Created by a retired media resources librarian and historian who has been interested in the subject since 1990, this comprehensive site has seven main sections:
Introductory; History of the Turkish bath; general Turkish bath
Topics (e.g. caricatures and cartoons, hydropathy, the earliest photos of Turkish baths); some Turkish bath
Personalities; Turkish bath
Companies; Turkish bath Directory (listing more than 600 establishments and with brief articles about an increasing number of them);
Charivari (a collection of short items on a variety of subjects).
In addition there are many hundreds of illustrations in both thumbnail and enlarged versions,
together with footnotes, bibliography, illustrations index, and two-way acknowledgments. There is also a listing of the 12 Turkish baths that are still open, with contact numbers and addresses. The site is searchable and is updated and augmented regularly.
Selected by Encyclopædia Britannica…
The website was chosen by the editors of
Britannica iGuide site.
The Britannica iGuide is basically the Britannica's directory of the Web’s best sites as determined by their editors. Each year, they 'review and then handpick websites' that relate to one or more of their topics and 'are found to be of top quality'. They then present links to these iGuide sites alongside their own content
which, in the entries for Turkish baths, Islamic baths,
and Sauna, actually have a number of errors.
However, when one of their members searches on a topic within their online encyclopaedia that is also relevant to our site, they not only present Britannica information, but also provide a link for that topic to our site.

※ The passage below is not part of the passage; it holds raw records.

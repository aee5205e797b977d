use std::env;
use anyhow::{Context, Result};

/// How long an idle session stays valid, in seconds.
const DEFAULT_SESSION_TTL_SECS: i64 = 3600;

/// The application's configuration.
#[derive(Clone)]
pub struct Config {
    /// The URL of the PostgreSQL database.
    pub database_url: String,
    /// The port the HTTP server binds to.
    pub port: u16,
    /// Sessions idle for longer than this many seconds are expired.
    pub session_ttl_secs: i64,
}

impl Config {
    /// Creates a new `Config` from environment variables.
    ///
    /// # Returns
    ///
    /// A `Result` containing the `Config`.
    pub fn from_env() -> Result<Self> {
        Ok(Self {
            database_url: env::var("DATABASE_URL")
                .context("DATABASE_URL must be set")?,
            port: env::var("PORT")
                .unwrap_or_else(|_| "3000".to_string())
                .parse()
                .context("Invalid PORT")?,
            session_ttl_secs: env::var("SESSION_TTL_SECS")
                .unwrap_or_else(|_| DEFAULT_SESSION_TTL_SECS.to_string())
                .parse()
                .context("Invalid SESSION_TTL_SECS")?,
        })
    }
}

Websites are not submitted to Britannica but are independently selected.
…and included in the UK Web Archive
UK Web Archive comprises websites originating in the UK that publish research
and that reflect the diversity of lives, interests and activities throughout the UK. Because websites are revisited and snapshots ("instances") are taken at regular intervals, readers can see how a website evolves over time. The archive is free to view, and accessed directly from the Web itself.